The results have left me deeply shaken.
They revealed that my younger child is not biologically mine, while the older one is.
Now, I find myself in a difficult position. The company offering me employment has structured my benefits based on the number of dependents I declared. One of the children I have listed is, by blood, not mine.
I am confused, hurt, and unsure of the right thing to do both morally and practically.
Obaa Yaa, please, what should I do?
Kenneth, Koforidua.
Dear Kenneth
What you are facing goes beyond DNA. It is about the meaning of fatherhood. For 10 years, you have raised this child with love, care, and responsibility.
That bond is real, and the child is innocent in this situation.
Before making any decision, reflect on whether this new information will truly change how you see or treat the child who has always known you as their father.
On the practical side, consider the legal and employment implications carefully. Since you have full custody, both children are still legally your dependents, and many systems recognise guardianship, not just biology.
However, it would be wise to quietly review your employment terms or seek legal advice to ensure that you are not unintentionally putting yourself at risk, especially with relocation abroad.
Ultimately, this decision is about both compassion and responsibility. Think about the emotional impact on the children and whether separating them would do more harm than good. You have an opportunity to shape their future. Approach it with both wisdom and heart, taking time to decide what kind of father you want to continue to be.
Obaa Yaa
I want to commit suicide
Dear Obaa Yaa,
I am a 19-year-old girl living with my father in Accra. About two years ago, my father made sexual advances toward me. Since then, he has continued to harass me, but I have always refused.

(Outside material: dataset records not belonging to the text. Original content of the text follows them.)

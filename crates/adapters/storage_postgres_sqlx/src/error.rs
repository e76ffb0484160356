//! Storage-specific error type wrapping sqlx errors.

use portfolio_domain::error::PortfolioError;

/// Errors originating from the `PostgreSQL` storage layer.
#[derive(Debug, thiserror::Error)]
pub enum StorageError {
    /// A query or connection failed.
    #[error("database error")]
    Database(#[from] sqlx::Error),
}

impl From<StorageError> for PortfolioError {
    fn from(err: StorageError) -> Self {
        Self::Storage(Box::new(err))
    }
}
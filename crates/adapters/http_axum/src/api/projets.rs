//! JSON REST handlers for the project catalogue.

use axum::Json;
use axum::extract::{Path, State};
use axum::http::StatusCode;
use axum::response::{IntoResponse, Response};
use serde::{Deserialize, Serialize};

use portfolio_app::ports::ProjetRepository;
use portfolio_domain::projet::{Projet, ProjetDraft};

use crate::error::ApiError;
use crate::state::AppState;

/// Request body for creating or overwriting a project.
///
/// Required fields default to empty strings so that an omitted field is
/// rejected by validation (HTTP 400) rather than by deserialization.
#[derive(Deserialize)]
pub struct ProjetPayload {
    #[serde(default)]
    pub annee: String,
    #[serde(default)]
    pub titre: String,
    #[serde(default)]
    pub description: String,
    #[serde(default)]
    pub competences: String,
    pub image: Option<String>,
    pub statut: Option<String>,
}

impl ProjetPayload {
    fn into_draft(self) -> ProjetDraft {
        ProjetDraft {
            annee: self.annee,
            titre: self.titre,
            description: self.description,
            competences: self.competences,
            image: self.image,
            statut: self.statut,
        }
    }
}

/// Body returned after a successful create.
#[derive(Serialize)]
pub struct CreatedBody {
    pub id: i64,
}

/// Possible responses from the get endpoint.
pub enum GetResponse {
    Ok(Json<Projet>),
}

impl IntoResponse for GetResponse {
    fn into_response(self) -> Response {
        match self {
            Self::Ok(json) => json.into_response(),
        }
    }
}

/// Possible responses from the create endpoint.
pub enum CreateResponse {
    Created(Json<CreatedBody>),
}

impl IntoResponse for CreateResponse {
    fn into_response(self) -> Response {
        match self {
            Self::Created(json) => (StatusCode::CREATED, json).into_response(),
        }
    }
}

/// Possible responses from the update endpoint.
pub enum UpdateResponse {
    Ok,
}

impl IntoResponse for UpdateResponse {
    fn into_response(self) -> Response {
        match self {
            Self::Ok => StatusCode::OK.into_response(),
        }
    }
}

/// Possible responses from the delete endpoint.
pub enum DeleteResponse {
    NoContent,
}

impl IntoResponse for DeleteResponse {
    fn into_response(self) -> Response {
        match self {
            Self::NoContent => StatusCode::NO_CONTENT.into_response(),
        }
    }
}

/// `GET /api/projets`
///
/// A storage fault degrades to an empty catalogue instead of failing the
/// request; the fault is logged.
pub async fn list<R>(State(state): State<AppState<R>>) -> Json<Vec<Projet>>
where
    R: ProjetRepository + Send + Sync + 'static,
{
    match state.projet_service.list_projets().await {
        Ok(projets) => Json(projets),
        Err(err) => {
            tracing::error!(error = %err, "failed to list projets, serving an empty catalogue");
            Json(Vec::new())
        }
    }
}

/// `GET /api/projets/{id}`
pub async fn get<R>(
    State(state): State<AppState<R>>,
    Path(id): Path<i64>,
) -> Result<GetResponse, ApiError>
where
    R: ProjetRepository + Send + Sync + 'static,
{
    let projet = state.projet_service.get_projet(id).await?;
    Ok(GetResponse::Ok(Json(projet)))
}

/// `POST /api/projets`
pub async fn create<R>(
    State(state): State<AppState<R>>,
    Json(payload): Json<ProjetPayload>,
) -> Result<CreateResponse, ApiError>
where
    R: ProjetRepository + Send + Sync + 'static,
{
    let id = state
        .projet_service
        .create_projet(payload.into_draft())
        .await?;
    Ok(CreateResponse::Created(Json(CreatedBody { id })))
}

/// `PUT /api/projets/{id}`
///
/// Full-row overwrite. The store does not report whether `id` matched a
/// row, so updating a missing project still answers 200.
pub async fn update<R>(
    State(state): State<AppState<R>>,
    Path(id): Path<i64>,
    Json(payload): Json<ProjetPayload>,
) -> Result<UpdateResponse, ApiError>
where
    R: ProjetRepository + Send + Sync + 'static,
{
    state
        .projet_service
        .update_projet(id, payload.into_draft())
        .await?;
    Ok(UpdateResponse::Ok)
}

/// `DELETE /api/projets/{id}`
pub async fn delete<R>(
    State(state): State<AppState<R>>,
    Path(id): Path<i64>,
) -> Result<DeleteResponse, ApiError>
where
    R: ProjetRepository + Send + Sync + 'static,
{
    state.projet_service.delete_projet(id).await?;
    Ok(DeleteResponse::NoContent)
}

I reported the issue to my mother, who lives in the village. However, when I returned to Accra, my father continued his behaviour. Last year, he told me that if I agreed to sleep with him, he would give me anything I wanted.
About six months ago, around midnight, he came to me and said he wanted to marry me because he found me very beautiful and did not want any other man to have me.

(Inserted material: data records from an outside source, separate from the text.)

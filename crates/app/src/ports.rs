//! Port definitions — traits that adapters implement.
//!
//! Ports are the boundaries between the application core and the outside
//! world. They are defined here (in `app`) so that both the use-case layer
//! and the adapter layer can depend on them without creating circular
//! dependencies.

pub mod storage;

pub use storage::ProjetRepository;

I feel deeply disturbed and angry. The thought of this is unbearable, and I have even considered taking my own life because marrying my father is a taboo.
Baaba, Nungua.
Dear Baaba,
Please do not harm yourself. You have done nothing wrong, and you do not deserve this. The person at fault is your father, and he must be held accountable for his actions.
I strongly advise that you leave your father’s house immediately. Do not allow him to stop you. If you have nowhere else to stay, go to your mother in the village for now.
Speak honestly with your mother about what has been happening. Together, inform trusted members of both your father’s and your mother’s families. A family meeting should be arranged so your father can be confronted about his behaviour.
If he denies the allegations, shows no remorse, or threatens you at any point, you must report the matter to the police without delay.
If you return to Accra in the future, do not live with your father again. During the family discussions, arrangements should also be made to ensure your father continues to support you financially until you are able to care for yourself independently.